La escena, filmada en nostálgico blanco y negro, mostraba a un hombre, en el espacio individual de un retrete público, con los pantalones bajados a la altura de los tobillos, recargado en el suelo con sus dos rodillas y una mano, la otra la ocupaba para masturbarse. En el siguiente corte se ve al mismo hombre, arrodillado nuevamente, sólo que ahora en dirección del escusado, practicando el sexo oral a otro hombre; los pantalones del primer personaje continúan bajados a la altura de los tobillos.
El filme, elaborado casi artesanalmente por un mirón profesional, integró la serie en dos partes: Sexo en el baño, transmitida por la estación KGTV, con sede en San Diego. Sobra decir la alharaca que causó tal programa entre los grupos de homosexuales y lesbianas de Estados Unidos, no tanto porque se ventiló una conducta sumamente popular en las enormes minorías antes mencionadas sino debido a las caras de azoro, repulsión y condena que durante la transmisión no se cansaron de poner las conductoras.
Sin embargo, lo que más viento levantó fue la forma como se concibió el filme de marras. Sucede que J.W. August, productor en jefe de KGTV, quiso mostrar al público cómo se utilizan los impuestos en parques y escuelas de Estados Unidos. Para su sucio propósito, August ordenó a uno de sus reporteros que permaneciera, cámara en mano, en uno de los baños de la Universidad Estatal de San Diego. Aproximadamente 20 minutos después, la espera del reportero tuvo su recompensa y capturó lo que él llamó “una verdadera orgía”.

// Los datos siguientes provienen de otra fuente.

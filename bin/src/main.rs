//! CLI for the fd-valuation engine.
//!
//! Reads JSON request files, runs the cost of capital, historical metrics or
//! valuation pipeline and prints a plain-text report, or JSON with `--json`.

mod request;

use anyhow::Result;
use chrono::NaiveDate;
use clap::{Parser, Subcommand};
use fd_valuation::{
    CreditSpreadTable, FinancialSeries, ValuationResult, compute_historical_metrics, compute_wacc,
    historical::{MetricAverages, PeriodMetrics},
    value_company,
};
use request::{ValueRequest, WaccRequest, read_request};
use serde::Serialize;
use std::path::PathBuf;
use tracing_subscriber::EnvFilter;

#[derive(Parser)]
#[command(name = "fd-valuation")]
#[command(about = "Discounted cash flow valuation and cost of capital", long_about = None)]
#[command(version)]
struct Cli {
    /// Print results as JSON
    #[arg(long, global = true)]
    json: bool,
    #[command(subcommand)]
    command: Commands,
}

#[derive(Subcommand)]
enum Commands {
    /// Print the credit spread table
    Spreads,
    /// Synthetic credit rating for an interest coverage ratio
    Rating {
        /// EBIT / interest expense
        #[arg(long, allow_negative_numbers = true)]
        coverage: f64,
    },
    /// Compute the WACC band from a request file
    Wacc {
        /// Path to the JSON request
        request: PathBuf,
    },
    /// Compute per-period metrics and averages from a statement series
    Historical {
        /// Path to the JSON series
        series: PathBuf,
    },
    /// Project cash flows and value the company from a request file
    Value {
        /// Path to the JSON request
        request: PathBuf,
    },
}

fn main() {
    init_tracing();
    let cli = Cli::parse();

    if let Err(err) = run(&cli) {
        eprintln!("Error: {err:#}");
        std::process::exit(1);
    }
}

/// Log to stderr, filtered by `RUST_LOG` (default `warn`).
fn init_tracing() {
    let filter = EnvFilter::try_from_default_env().unwrap_or_else(|_| EnvFilter::new("warn"));
    tracing_subscriber::fmt()
        .with_env_filter(filter)
        .with_writer(std::io::stderr)
        .init();
}

fn run(cli: &Cli) -> Result<()> {
    match &cli.command {
        Commands::Spreads => show_spreads(cli.json),
        Commands::Rating { coverage } => show_rating(*coverage, cli.json),
        Commands::Wacc { request } => show_wacc(&read_request(request)?, cli.json),
        Commands::Historical { series } => show_historical(&read_request(series)?, cli.json),
        Commands::Value { request } => show_valuation(&read_request(request)?, cli.json),
    }
}

fn print_json<T: Serialize>(value: &T) -> Result<()> {
    println!("{}", serde_json::to_string_pretty(value)?);
    Ok(())
}

/// Format a decimal rate as a percentage, `n/a` when undefined.
fn pct(value: f64) -> String {
    if value.is_nan() {
        "n/a".to_string()
    } else {
        format!("{:.2}%", value * 100.0)
    }
}

fn show_spreads(json: bool) -> Result<()> {
    let entries = CreditSpreadTable::entries();
    if json {
        return print_json(&entries);
    }

    println!("{:<10} {:>12} {:>12} {:>8}", "Rating", "Coverage >", "Coverage <", "Spread");
    for entry in entries {
        println!(
            "{:<10} {:>12} {:>12} {:>8}",
            entry.rating,
            entry.min_coverage,
            entry.max_coverage,
            pct(entry.spread)
        );
    }
    Ok(())
}

fn show_rating(coverage: f64, json: bool) -> Result<()> {
    let entry = CreditSpreadTable::rating_for_interest_coverage(coverage)?;
    if json {
        return print_json(entry);
    }

    println!("Interest coverage {coverage}: {} (spread {})", entry.rating, pct(entry.spread));
    Ok(())
}

fn show_wacc(request: &WaccRequest, json: bool) -> Result<()> {
    let inputs = request.cost_of_capital_inputs()?;
    let result = compute_wacc(&request.capital_structure, &inputs)?;
    if json {
        return print_json(&result);
    }

    println!("Credit rating: {}", inputs.credit_rating);
    println!(
        "Beta: {:.3} [{:.3}, {:.3}], r² {:.3}",
        inputs.beta.point_estimate, inputs.beta.lower_ci, inputs.beta.upper_ci, inputs.beta.r_squared
    );
    println!("Equity weight: {}", pct(result.equity_weight));
    println!("Debt weight: {}", pct(result.debt_weight));
    println!(
        "Cost of debt: {} pre-tax, {} after tax",
        pct(result.cost_of_debt),
        pct(result.after_tax_cost_of_debt)
    );
    println!("\n{:<6} {:>14} {:>10}", "", "Cost of equity", "WACC");
    for (scenario, wacc) in result.wacc.iter() {
        println!(
            "{:<6} {:>14} {:>10}",
            scenario.to_string(),
            pct(*result.cost_of_equity.get(scenario)),
            pct(*wacc)
        );
    }
    Ok(())
}

#[derive(Serialize)]
struct HistoricalReport<'a> {
    periods: &'a [PeriodMetrics],
    averages: MetricAverages,
}

fn show_historical(series: &FinancialSeries, json: bool) -> Result<()> {
    let metrics = compute_historical_metrics(series)?;
    let averages = metrics.averages();
    if json {
        return print_json(&HistoricalReport {
            periods: &metrics.periods,
            averages,
        });
    }

    println!(
        "{:<12} {:>12} {:>10} {:>10} {:>10} {:>12}",
        "Period", "Revenue", "Growth", "EBIT %", "Gross %", "Reinvest %"
    );
    for period in &metrics.periods {
        println!(
            "{:<12} {:>12.1} {:>10} {:>10} {:>10} {:>12}",
            period.period_end.to_string(),
            period.revenue,
            pct(period.revenue_growth),
            pct(period.ebit_margin),
            pct(period.gross_margin),
            pct(period.reinvestment_rate)
        );
    }
    println!(
        "{:<12} {:>12} {:>10} {:>10} {:>10} {:>12}",
        "Average",
        "",
        pct(averages.revenue_growth),
        pct(averages.ebit_margin),
        pct(averages.gross_margin),
        pct(averages.reinvestment_rate)
    );
    Ok(())
}

#[derive(Serialize)]
struct ValuationReport<'a> {
    dates: Option<&'a [NaiveDate]>,
    upside: Option<f64>,
    valuation: &'a ValuationResult,
}

fn show_valuation(request: &ValueRequest, json: bool) -> Result<()> {
    let plan = request.plan()?;
    let result = value_company(&plan.inputs)?;
    let upside = plan.current_price.and_then(|price| result.upside(price));

    if json {
        return print_json(&ValuationReport {
            dates: plan.dates.as_deref(),
            upside,
            valuation: &result,
        });
    }

    println!(
        "{:<12} {:>12} {:>12} {:>12} {:>12}",
        "Year", "Revenue", "EBIT", "NOPAT", "FCF"
    );
    for year in &result.forecast {
        let label = plan
            .dates
            .as_ref()
            .and_then(|dates| dates.get(year.year - 1))
            .map_or_else(|| year.year.to_string(), NaiveDate::to_string);
        println!(
            "{:<12} {:>12.1} {:>12.1} {:>12.1} {:>12.1}",
            label, year.revenue, year.ebit, year.nopat, year.fcf
        );
    }

    println!(
        "\n{:<6} {:>8} {:>14} {:>14} {:>14} {:>10} {:>8}",
        "", "WACC", "PV explicit", "PV terminal", "Equity", "Price", "TV %"
    );
    for (scenario, valuation) in result.scenarios.iter() {
        println!(
            "{:<6} {:>8} {:>14.1} {:>14.1} {:>14.1} {:>10.2} {:>8}",
            scenario.to_string(),
            pct(valuation.wacc),
            valuation.pv_explicit_fcf,
            valuation.pv_terminal_value,
            valuation.equity_value,
            valuation.implied_share_price,
            pct(valuation.terminal_value_share())
        );
    }

    let (low, high) = result.price_range();
    println!("\nImplied share price range: {low:.2} - {high:.2}");
    if let Some(upside) = upside {
        println!("Upside vs current price: {}", pct(upside));
    }
    Ok(())
}
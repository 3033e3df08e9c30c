//! Credit spread lookup.
//!
//! Default spreads over the risk-free rate by synthetic credit rating, with
//! the interest coverage band each rating corresponds to. The values are the
//! Damodaran large-firm reference table.

use crate::{Result, ValuationError, error::ensure_finite};
use serde::Serialize;

/// A row of the credit spread table.
#[derive(Debug, Clone, Copy, PartialEq, Serialize)]
pub struct CreditRating {
    /// Rating label, Moody's and S&P joined with a slash (e.g. `Baa2/BBB`)
    pub rating: &'static str,
    /// Lower bound of the interest coverage band
    pub min_coverage: f64,
    /// Upper bound of the interest coverage band
    pub max_coverage: f64,
    /// Default spread as a decimal (0.012 = 1.20%)
    pub spread: f64,
}

const fn entry(
    rating: &'static str,
    min_coverage: f64,
    max_coverage: f64,
    spread: f64,
) -> CreditRating {
    CreditRating {
        rating,
        min_coverage,
        max_coverage,
        spread,
    }
}

/// Ordered from the weakest to the strongest rating.
static SPREADS: [CreditRating; 15] = [
    entry("D2/D", -100_000.0, 0.199999, 0.19),
    entry("C2/C", 0.2, 0.649999, 0.155),
    entry("Ca2/CC", 0.65, 0.799999, 0.101),
    entry("Caa/CCC", 0.8, 1.249999, 0.0728),
    entry("B3/B-", 1.25, 1.499999, 0.0442),
    entry("B2/B", 1.5, 1.749999, 0.03),
    entry("B1/B+", 1.75, 1.999999, 0.0261),
    entry("Ba2/BB", 2.0, 2.2499999, 0.0183),
    entry("Ba1/BB+", 2.25, 2.49999, 0.0155),
    entry("Baa2/BBB", 2.5, 2.999999, 0.012),
    entry("A3/A-", 3.0, 4.249999, 0.0095),
    entry("A2/A", 4.25, 5.499999, 0.0085),
    entry("A1/A+", 5.5, 6.499999, 0.0077),
    entry("Aa2/AA", 6.5, 8.499999, 0.006),
    entry("Aaa/AAA", 8.5, 100_000.0, 0.0045),
];

/// Static credit spread table.
#[derive(Debug, Clone, Copy, Default)]
pub struct CreditSpreadTable;

impl CreditSpreadTable {
    /// All rows, weakest rating first.
    pub fn entries() -> &'static [CreditRating] {
        &SPREADS
    }

    /// Spread for a rating label.
    ///
    /// The label must match exactly; no case folding or trimming is applied.
    ///
    /// # Errors
    /// [`ValuationError::UnknownRating`] if the label is not in the table.
    pub fn lookup(rating: &str) -> Result<f64> {
        SPREADS
            .iter()
            .find(|entry| entry.rating == rating)
            .map(|entry| entry.spread)
            .ok_or_else(|| ValuationError::UnknownRating(rating.to_string()))
    }

    /// Synthetic rating for an interest coverage ratio (EBIT / interest expense).
    ///
    /// Picks the strongest rating whose lower coverage bound does not exceed
    /// `coverage`, so values falling in the small gaps between published
    /// bands take the weaker rating.
    ///
    /// # Errors
    /// [`ValuationError::InvalidInput`] if `coverage` is not finite.
    pub fn rating_for_interest_coverage(coverage: f64) -> Result<&'static CreditRating> {
        ensure_finite("interest coverage", coverage)?;

        Ok(SPREADS
            .iter()
            .rev()
            .find(|entry| coverage >= entry.min_coverage)
            .unwrap_or(&SPREADS[0]))
    }
}
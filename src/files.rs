//! Public directory backing the upload and download endpoints.

use crate::error::ApiError;
use axum::body::Body;
use futures_util::TryStreamExt;
use std::path::{Path, PathBuf};
use std::sync::atomic::{AtomicU64, Ordering};
use tokio::fs::OpenOptions;
use tokio::io::AsyncWriteExt;
use tracing::warn;

static STAGING_COUNTER: AtomicU64 = AtomicU64::new(0);

/// Longest accepted filename.
pub const MAX_FILENAME_LEN: usize = 255;

/// Returns true if `name` is a plain filename made of `[A-Za-z0-9._-]` that
/// does not start with a dot.
#[must_use]
pub fn is_safe_filename(name: &str) -> bool {
    !name.is_empty()
        && name.len() <= MAX_FILENAME_LEN
        && !name.starts_with('.')
        && name
            .chars()
            .all(|c| c.is_ascii_alphanumeric() || matches!(c, '.' | '_' | '-'))
}

/// Directory uploads are written to and downloads are served from.
#[derive(Debug, Clone)]
pub struct PublicDir {
    root: PathBuf,
}

impl PublicDir {
    /// Wraps a directory path. The directory is created by [`PublicDir::ensure`].
    #[must_use]
    pub fn new(root: impl Into<PathBuf>) -> Self {
        Self { root: root.into() }
    }

    /// Directory path.
    #[must_use]
    pub fn root(&self) -> &Path {
        &self.root
    }

    /// Creates the directory if missing.
    ///
    /// # Errors
    /// Returns an error if the directory cannot be created.
    pub async fn ensure(&self) -> std::io::Result<()> {
        tokio::fs::create_dir_all(&self.root).await
    }

    /// Maps a client-supplied filename to a path inside the directory.
    ///
    /// # Errors
    /// Returns [`ApiError::InvalidFilename`] for names outside the safe set.
    pub fn resolve(&self, filename: &str) -> Result<PathBuf, ApiError> {
        if !is_safe_filename(filename) {
            return Err(ApiError::InvalidFilename(filename.to_string()));
        }
        Ok(self.root.join(filename))
    }

    /// Streams a request body into `filename`, replacing any existing file.
    ///
    /// The body is staged in a fresh dot-prefixed file and renamed over the
    /// target only once fully written. A failed upload leaves the previous
    /// file untouched, and a symlink at the target is replaced rather than
    /// followed.
    ///
    /// Returns the number of bytes written.
    ///
    /// # Errors
    /// Returns an error for unsafe names, body read failures or IO failures.
    pub async fn write(&self, filename: &str, body: Body) -> Result<u64, ApiError> {
        let path = self.resolve(filename)?;
        self.ensure().await?;

        let staging = self.staging_path();
        let written = match stream_to_new_file(&staging, body).await {
            Ok(written) => written,
            Err(err) => {
                discard(&staging).await;
                return Err(err);
            }
        };
        if let Err(err) = tokio::fs::rename(&staging, &path).await {
            discard(&staging).await;
            return Err(err.into());
        }
        Ok(written)
    }

    /// Unique staging path inside the directory. Client names never start
    /// with a dot, so it cannot collide with an upload.
    fn staging_path(&self) -> PathBuf {
        let n = STAGING_COUNTER.fetch_add(1, Ordering::Relaxed);
        self.root
            .join(format!(".upload-{}-{}", std::process::id(), n))
    }

    /// Finds an existing regular file named `filename`.
    ///
    /// The file's canonical path must stay inside the directory, so symlinks
    /// pointing elsewhere are treated as missing.
    ///
    /// # Errors
    /// Returns [`ApiError::InvalidFilename`] for unsafe names and
    /// [`ApiError::FileNotFound`] when nothing servable exists.
    pub async fn locate(&self, filename: &str) -> Result<PathBuf, ApiError> {
        let path = self.resolve(filename)?;
        let not_found = || ApiError::FileNotFound(filename.to_string());

        let (canonical, root) = match (
            tokio::fs::canonicalize(&path).await,
            tokio::fs::canonicalize(&self.root).await,
        ) {
            (Ok(canonical), Ok(root)) => (canonical, root),
            _ => return Err(not_found()),
        };
        if !canonical.starts_with(&root) {
            return Err(not_found());
        }

        match tokio::fs::metadata(&canonical).await {
            Ok(meta) if meta.is_file() => Ok(canonical),
            _ => Err(not_found()),
        }
    }
}

/// Writes the body into a file that must not exist yet. `create_new`
/// refuses to open through an existing symlink.
async fn stream_to_new_file(path: &Path, body: Body) -> Result<u64, ApiError> {
    let mut file = OpenOptions::new()
        .write(true)
        .create_new(true)
        .open(path)
        .await?;
    let mut stream = body.into_data_stream();
    let mut written = 0u64;
    while let Some(chunk) = stream
        .try_next()
        .await
        .map_err(|e| ApiError::InvalidRequest(format!("failed to read body: {}", e)))?
    {
        file.write_all(&chunk).await?;
        written += chunk.len() as u64;
    }
    file.flush().await?;
    Ok(written)
}

async fn discard(path: &Path) {
    if let Err(err) = tokio::fs::remove_file(path).await {
        warn!(path = %path.display(), error = %err, "Failed to remove staged upload");
    }
}
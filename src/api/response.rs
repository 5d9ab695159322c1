//! JSON response formatting shared by every handler.

use crate::config::Environment;
use crate::error::ApiError;
use axum::http::{StatusCode, header};
use axum::response::{IntoResponse, Response};
use serde::Serialize;

/// Serializes handler results.
///
/// Absent values become `204 No Content`. Present values are JSON encoded,
/// pretty-printed with a trailing newline in development and compact
/// otherwise.
#[derive(Debug, Clone, Copy, Default, PartialEq, Eq)]
pub struct ResponseFormatter {
    pretty: bool,
}

impl ResponseFormatter {
    /// Creates a formatter.
    #[must_use]
    pub fn new(pretty: bool) -> Self {
        Self { pretty }
    }

    /// Pretty output in development, compact elsewhere.
    #[must_use]
    pub fn for_environment(environment: Environment) -> Self {
        Self::new(environment.is_development())
    }

    /// Whether output is pretty-printed.
    #[must_use]
    pub fn is_pretty(&self) -> bool {
        self.pretty
    }

    /// Encodes a value to the response body bytes.
    ///
    /// # Errors
    /// Returns an error if the value cannot be serialized.
    pub fn encode<T: Serialize + ?Sized>(&self, data: &T) -> Result<Vec<u8>, serde_json::Error> {
        if self.pretty {
            let mut body = serde_json::to_vec_pretty(data)?;
            body.push(b'\n');
            Ok(body)
        } else {
            serde_json::to_vec(data)
        }
    }

    /// Renders an optional value: `None` yields 204 with an empty body.
    pub fn render<T: Serialize>(&self, data: Option<&T>) -> Response {
        match data {
            Some(data) => self.json(data),
            None => Self::no_content(),
        }
    }

    /// Renders a value with status 200.
    pub fn json<T: Serialize + ?Sized>(&self, data: &T) -> Response {
        self.json_with_status(StatusCode::OK, data)
    }

    /// Renders a value with an explicit status.
    pub fn json_with_status<T: Serialize + ?Sized>(&self, status: StatusCode, data: &T) -> Response {
        match self.encode(data) {
            Ok(body) => (
                status,
                [(header::CONTENT_TYPE, "application/json")],
                body,
            )
                .into_response(),
            Err(err) => ApiError::Internal(format!("failed to encode response: {}", err))
                .into_response(),
        }
    }

    /// Empty `204 No Content` response.
    #[must_use]
    pub fn no_content() -> Response {
        StatusCode::NO_CONTENT.into_response()
    }
}

#[cfg(test)]
mod tests {
    use super::*;
    use crate::models::MessageResponse;
    use axum::body::to_bytes;

    async fn body_string(response: Response) -> String {
        let bytes = to_bytes(response.into_body(), usize::MAX).await.unwrap();
        String::from_utf8(bytes.to_vec()).unwrap()
    }

    #[tokio::test]
    async fn test_compact_output() {
        let formatter = ResponseFormatter::new(false);
        let response = formatter.json(&MessageResponse::new("hi"));

        assert_eq!(response.status(), StatusCode::OK);
        assert_eq!(
            response.headers()[header::CONTENT_TYPE],
            "application/json"
        );
        assert_eq!(body_string(response).await, r#"{"message":"hi"}"#);
    }

    #[tokio::test]
    async fn test_pretty_output_has_trailing_newline() {
        let formatter = ResponseFormatter::for_environment(Environment::Development);
        assert!(formatter.is_pretty());

        let body = body_string(formatter.json(&MessageResponse::new("hi"))).await;
        assert_eq!(body, "{\n  \"message\": \"hi\"\n}\n");
    }

    #[tokio::test]
    async fn test_absent_value_is_no_content() {
        let formatter = ResponseFormatter::new(true);
        let response = formatter.render::<MessageResponse>(None);

        assert_eq!(response.status(), StatusCode::NO_CONTENT);
        assert!(body_string(response).await.is_empty());
    }

    #[tokio::test]
    async fn test_empty_collection_is_not_absent() {
        let formatter = ResponseFormatter::new(false);
        let rows: Vec<MessageResponse> = Vec::new();
        let response = formatter.render(Some(&rows));

        assert_eq!(response.status(), StatusCode::OK);
        assert_eq!(body_string(response).await, "[]");
    }

    #[tokio::test]
    async fn test_explicit_status() {
        let formatter = ResponseFormatter::for_environment(Environment::Production);
        let response =
            formatter.json_with_status(StatusCode::CREATED, &MessageResponse::new("x"));
        assert_eq!(response.status(), StatusCode::CREATED);
    }
}
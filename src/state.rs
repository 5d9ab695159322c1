//! Application state management.

use crate::api::ResponseFormatter;
use crate::auth::{ApiKeyAllowList, AuthError};
use crate::config::{Config, Environment, StorageBackend};
use crate::db::{self, DbSetupError};
use crate::files::PublicDir;
use crate::memory::{FixtureError, Fixtures};
use crate::repository::Repositories;
use std::sync::Arc;
use thiserror::Error;
use tracing::info;

/// Errors raised while assembling the application state.
#[derive(Debug, Error)]
pub enum StartupError {
    /// The API key file could not be loaded.
    #[error(transparent)]
    Auth(#[from] AuthError),
    /// A database connection could not be opened.
    #[error(transparent)]
    Database(#[from] DbSetupError),
    /// The memory backend fixtures could not be loaded.
    #[error(transparent)]
    Fixtures(#[from] FixtureError),
    /// The public directory could not be created.
    #[error("failed to prepare public directory: {0}")]
    PublicDir(#[from] std::io::Error),
}

/// Application state shared across all handlers.
#[derive(Clone)]
pub struct AppState {
    /// One repository per entity.
    pub repos: Repositories,
    /// Keys allowed to call gated endpoints. Read-only after startup.
    pub api_keys: Arc<ApiKeyAllowList>,
    /// Serializes handler results.
    pub formatter: ResponseFormatter,
    /// Upload/download directory.
    pub public_dir: PublicDir,
    /// Runtime environment.
    pub environment: Environment,
}

impl AppState {
    /// Creates a new application state from its parts.
    #[must_use]
    pub fn new(
        repos: Repositories,
        api_keys: ApiKeyAllowList,
        environment: Environment,
        public_dir: PublicDir,
    ) -> Self {
        Self {
            repos,
            api_keys: Arc::new(api_keys),
            formatter: ResponseFormatter::for_environment(environment),
            public_dir,
            environment,
        }
    }

    /// Creates an in-memory application state, used by tests and demos.
    #[must_use]
    pub fn in_memory(
        fixtures: Fixtures,
        api_keys: ApiKeyAllowList,
        environment: Environment,
        public_dir: PublicDir,
    ) -> Self {
        Self::new(fixtures.into_repositories(), api_keys, environment, public_dir)
    }

    /// Creates the application state from configuration: loads the key
    /// file, prepares the public directory and opens the storage backend.
    ///
    /// # Errors
    /// Returns error if any startup resource is unavailable.
    pub async fn from_config(config: &Config) -> Result<Self, StartupError> {
        let api_keys = ApiKeyAllowList::load(&config.auth.keys_file)?;
        info!(
            keys = api_keys.len(),
            file = %config.auth.keys_file.display(),
            "Loaded API key allow-list"
        );

        let public_dir = PublicDir::new(&config.files.public_dir);
        public_dir.ensure().await?;
        info!(dir = %public_dir.root().display(), "Serving public directory");

        let repos = match config.storage.backend {
            StorageBackend::Postgres => {
                for (entity, connection) in config.entities.iter() {
                    info!(entity, connection, "Entity storage");
                }
                db::connect(config).await?
            }
            StorageBackend::Memory => {
                let fixtures = match &config.storage.fixtures {
                    Some(path) => Fixtures::load(path)?,
                    None => Fixtures::default(),
                };
                info!(
                    exams = fixtures.exams.len(),
                    users = fixtures.users.len(),
                    courses = fixtures.courses.len(),
                    notes = fixtures.notes.len(),
                    "Using in-memory storage"
                );
                fixtures.into_repositories()
            }
        };

        Ok(Self::new(repos, api_keys, config.environment, public_dir))
    }
}
//! Exam query tests.

use toolbox_tests::{MOST_RECENT_EXAM_ID, SAMPLE_EXAM_COUNT, TestServer};

fn ids(rows: &[toolbox_client::Record]) -> Vec<i64> {
    rows.iter()
        .map(|row| row["id"].as_i64().expect("id is an integer"))
        .collect()
}

#[tokio::test]
async fn test_list_and_count_agree() {
    let server = TestServer::start().await;

    let exams = server.client.list_exams().await.expect("Failed to list exams");
    let count = server.client.count_exams().await.expect("Failed to count exams");

    assert_eq!(exams.len() as i64, count);
    assert_eq!(count, SAMPLE_EXAM_COUNT);
}

#[tokio::test]
async fn test_paginate_window() {
    let server = TestServer::start().await;

    let page = server
        .client
        .paginate_exams(10, 20)
        .await
        .expect("Failed to paginate");
    assert_eq!(ids(&page), (21..=30).collect::<Vec<_>>());

    let past_end = server
        .client
        .paginate_exams(10, 100)
        .await
        .expect("Failed to paginate");
    assert!(past_end.is_empty());
}

#[tokio::test]
async fn test_pages_cover_all_exams() {
    let server = TestServer::start().await;

    let mut seen = Vec::new();
    for page in 0..4 {
        let rows = server
            .client
            .paginate_exams(8, page * 8)
            .await
            .expect("Failed to paginate");
        seen.extend(ids(&rows));
    }
    assert_eq!(seen, (1..=SAMPLE_EXAM_COUNT).collect::<Vec<_>>());
}

#[tokio::test]
async fn test_last_twenty_variants_agree() {
    let server = TestServer::start().await;

    let built = server
        .client
        .last_twenty_exams()
        .await
        .expect("Failed to get last twenty");
    let by_sql = server
        .client
        .last_twenty_exams_by_sql()
        .await
        .expect("Failed to get last twenty by sql");

    assert_eq!(built, by_sql);
    assert_eq!(built.len(), 20);
    assert_eq!(built[0]["id"], MOST_RECENT_EXAM_ID);
    for row in &built {
        assert_eq!(row.len(), 4);
        assert!(row.contains_key("matricola"));
        assert!(!row.contains_key("voto"));
    }
}

#[tokio::test]
async fn test_last_exam_is_highest_id() {
    let server = TestServer::start().await;

    let last = server
        .client
        .last_exam()
        .await
        .expect("Failed to get last exam")
        .expect("There are exams");
    assert_eq!(last["id"], SAMPLE_EXAM_COUNT);
}

#[tokio::test]
async fn test_get_exam() {
    let server = TestServer::start().await;

    let exam = server
        .client
        .get_exam(5)
        .await
        .expect("Failed to get exam")
        .expect("Exam 5 exists");
    assert_eq!(exam["matricola"], "M00005");

    let missing = server.client.get_exam(999).await.expect("Failed to get exam");
    assert!(missing.is_none());
}

#[tokio::test]
async fn test_empty_exam_table() {
    let server = TestServer::start_with(Default::default()).await;

    assert_eq!(server.client.count_exams().await.expect("Count failed"), 0);
    assert!(server.client.last_exam().await.expect("Last failed").is_none());
    assert!(
        server
            .client
            .last_twenty_exams()
            .await
            .expect("Last twenty failed")
            .is_empty()
    );
}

Pese a que las audiencias estadounidenses están acostumbradas a discutir incluso de manera global los amoríos de sus presidentes, la serie Sexo en el baño espantó a más de uno, además de que replanteó las fronteras casi invisibles que separan al oportunismo periodístico de la violación de la intimidad. Lo que quedó patente es que los escusados públicos, con su sutil antifaz de clandestinidad, continúan construyendo puentes hacia la historia remota de la humanidad.